■ TASK STATEMENT:
Check every line below for the word "SessionCommand" and copy the ones that have it.

-----

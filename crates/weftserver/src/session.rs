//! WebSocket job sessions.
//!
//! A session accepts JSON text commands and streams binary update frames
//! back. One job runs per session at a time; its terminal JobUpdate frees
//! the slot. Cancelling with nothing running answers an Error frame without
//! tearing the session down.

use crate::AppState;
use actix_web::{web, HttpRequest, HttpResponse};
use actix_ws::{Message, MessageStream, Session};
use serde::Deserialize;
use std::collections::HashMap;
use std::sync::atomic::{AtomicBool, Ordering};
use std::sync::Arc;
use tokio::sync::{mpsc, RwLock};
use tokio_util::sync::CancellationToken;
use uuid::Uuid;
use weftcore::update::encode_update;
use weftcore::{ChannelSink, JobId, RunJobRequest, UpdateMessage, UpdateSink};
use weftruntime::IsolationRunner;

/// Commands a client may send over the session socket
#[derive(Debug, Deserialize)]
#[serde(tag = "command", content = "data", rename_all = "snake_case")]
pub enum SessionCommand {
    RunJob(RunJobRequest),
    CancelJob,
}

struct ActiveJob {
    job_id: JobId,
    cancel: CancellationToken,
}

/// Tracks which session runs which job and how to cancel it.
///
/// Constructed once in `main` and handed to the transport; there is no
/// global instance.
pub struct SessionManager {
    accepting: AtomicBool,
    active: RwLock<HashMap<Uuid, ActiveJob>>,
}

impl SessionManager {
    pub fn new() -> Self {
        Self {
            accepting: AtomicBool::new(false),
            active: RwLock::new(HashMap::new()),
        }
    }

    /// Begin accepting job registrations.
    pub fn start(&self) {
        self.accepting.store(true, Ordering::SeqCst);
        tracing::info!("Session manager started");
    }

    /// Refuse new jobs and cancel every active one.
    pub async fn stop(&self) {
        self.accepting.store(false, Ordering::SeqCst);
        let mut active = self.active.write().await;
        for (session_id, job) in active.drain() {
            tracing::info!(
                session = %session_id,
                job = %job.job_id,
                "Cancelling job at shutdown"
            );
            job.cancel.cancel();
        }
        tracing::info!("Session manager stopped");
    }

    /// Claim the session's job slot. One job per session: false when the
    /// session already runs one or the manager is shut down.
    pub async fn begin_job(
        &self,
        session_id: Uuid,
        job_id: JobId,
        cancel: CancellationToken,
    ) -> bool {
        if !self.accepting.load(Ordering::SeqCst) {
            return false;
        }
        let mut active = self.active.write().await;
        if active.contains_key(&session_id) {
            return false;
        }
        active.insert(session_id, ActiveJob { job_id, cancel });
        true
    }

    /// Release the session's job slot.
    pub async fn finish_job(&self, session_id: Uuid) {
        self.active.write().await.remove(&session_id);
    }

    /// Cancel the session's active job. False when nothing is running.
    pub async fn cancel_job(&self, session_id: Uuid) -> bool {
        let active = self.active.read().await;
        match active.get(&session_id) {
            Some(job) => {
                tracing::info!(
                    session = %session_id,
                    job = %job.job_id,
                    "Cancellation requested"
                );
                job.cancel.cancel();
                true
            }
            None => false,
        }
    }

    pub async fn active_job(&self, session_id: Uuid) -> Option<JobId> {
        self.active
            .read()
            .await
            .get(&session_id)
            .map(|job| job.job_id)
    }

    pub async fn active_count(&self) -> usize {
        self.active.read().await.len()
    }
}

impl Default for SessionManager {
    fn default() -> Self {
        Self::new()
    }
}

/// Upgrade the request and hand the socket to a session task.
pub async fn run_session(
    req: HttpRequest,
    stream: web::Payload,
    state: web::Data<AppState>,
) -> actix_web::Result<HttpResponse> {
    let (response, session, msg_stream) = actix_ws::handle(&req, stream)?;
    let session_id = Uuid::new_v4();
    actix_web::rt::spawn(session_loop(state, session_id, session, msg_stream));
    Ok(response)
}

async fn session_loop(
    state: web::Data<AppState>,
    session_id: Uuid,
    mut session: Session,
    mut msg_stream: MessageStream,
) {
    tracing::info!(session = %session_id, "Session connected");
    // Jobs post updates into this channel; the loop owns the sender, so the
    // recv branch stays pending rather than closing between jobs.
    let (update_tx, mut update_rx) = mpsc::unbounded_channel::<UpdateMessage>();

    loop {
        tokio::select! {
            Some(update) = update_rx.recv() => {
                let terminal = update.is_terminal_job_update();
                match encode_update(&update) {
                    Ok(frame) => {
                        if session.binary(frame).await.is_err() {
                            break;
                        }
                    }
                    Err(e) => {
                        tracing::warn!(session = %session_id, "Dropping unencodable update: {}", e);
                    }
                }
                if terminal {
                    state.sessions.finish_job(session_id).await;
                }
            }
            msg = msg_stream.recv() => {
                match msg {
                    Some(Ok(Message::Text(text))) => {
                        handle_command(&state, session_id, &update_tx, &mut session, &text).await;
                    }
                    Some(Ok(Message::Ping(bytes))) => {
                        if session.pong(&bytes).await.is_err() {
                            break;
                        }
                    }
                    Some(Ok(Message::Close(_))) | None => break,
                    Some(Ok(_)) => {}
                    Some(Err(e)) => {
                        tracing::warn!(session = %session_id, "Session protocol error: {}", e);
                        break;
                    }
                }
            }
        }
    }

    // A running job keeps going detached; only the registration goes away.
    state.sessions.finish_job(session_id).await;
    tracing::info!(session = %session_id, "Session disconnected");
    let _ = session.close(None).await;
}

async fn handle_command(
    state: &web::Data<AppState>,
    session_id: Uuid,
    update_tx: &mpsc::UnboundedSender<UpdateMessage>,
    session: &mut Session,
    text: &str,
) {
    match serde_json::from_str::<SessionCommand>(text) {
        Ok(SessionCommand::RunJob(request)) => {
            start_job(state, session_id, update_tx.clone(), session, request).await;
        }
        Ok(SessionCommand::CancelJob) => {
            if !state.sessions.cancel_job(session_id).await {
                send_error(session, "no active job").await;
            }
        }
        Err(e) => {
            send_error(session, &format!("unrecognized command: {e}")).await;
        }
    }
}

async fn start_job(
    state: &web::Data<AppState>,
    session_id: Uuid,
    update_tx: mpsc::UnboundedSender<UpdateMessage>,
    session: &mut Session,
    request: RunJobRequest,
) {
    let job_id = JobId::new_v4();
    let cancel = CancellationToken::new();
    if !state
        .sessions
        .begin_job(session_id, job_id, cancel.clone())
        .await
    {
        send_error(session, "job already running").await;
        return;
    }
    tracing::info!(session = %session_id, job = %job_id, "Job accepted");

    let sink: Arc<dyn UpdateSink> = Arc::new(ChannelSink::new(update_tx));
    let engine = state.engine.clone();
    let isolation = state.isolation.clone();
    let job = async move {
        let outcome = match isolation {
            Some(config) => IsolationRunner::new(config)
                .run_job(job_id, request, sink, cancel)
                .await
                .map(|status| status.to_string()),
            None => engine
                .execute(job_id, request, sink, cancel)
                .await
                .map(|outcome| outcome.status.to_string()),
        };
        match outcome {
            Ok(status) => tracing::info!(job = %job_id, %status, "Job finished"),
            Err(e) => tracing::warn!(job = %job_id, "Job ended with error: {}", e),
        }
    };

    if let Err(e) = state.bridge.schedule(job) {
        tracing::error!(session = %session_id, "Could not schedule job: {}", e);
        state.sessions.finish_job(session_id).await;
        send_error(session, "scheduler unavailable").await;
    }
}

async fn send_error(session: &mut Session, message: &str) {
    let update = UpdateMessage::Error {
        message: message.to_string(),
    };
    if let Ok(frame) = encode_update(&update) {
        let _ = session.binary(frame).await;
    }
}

-----

■ SOLUTION FOR THIS PROBLEM:
pub enum SessionCommand {
    match serde_json::from_str::<SessionCommand>(text) {
        Ok(SessionCommand::RunJob(request)) => {
        Ok(SessionCommand::CancelJob) => {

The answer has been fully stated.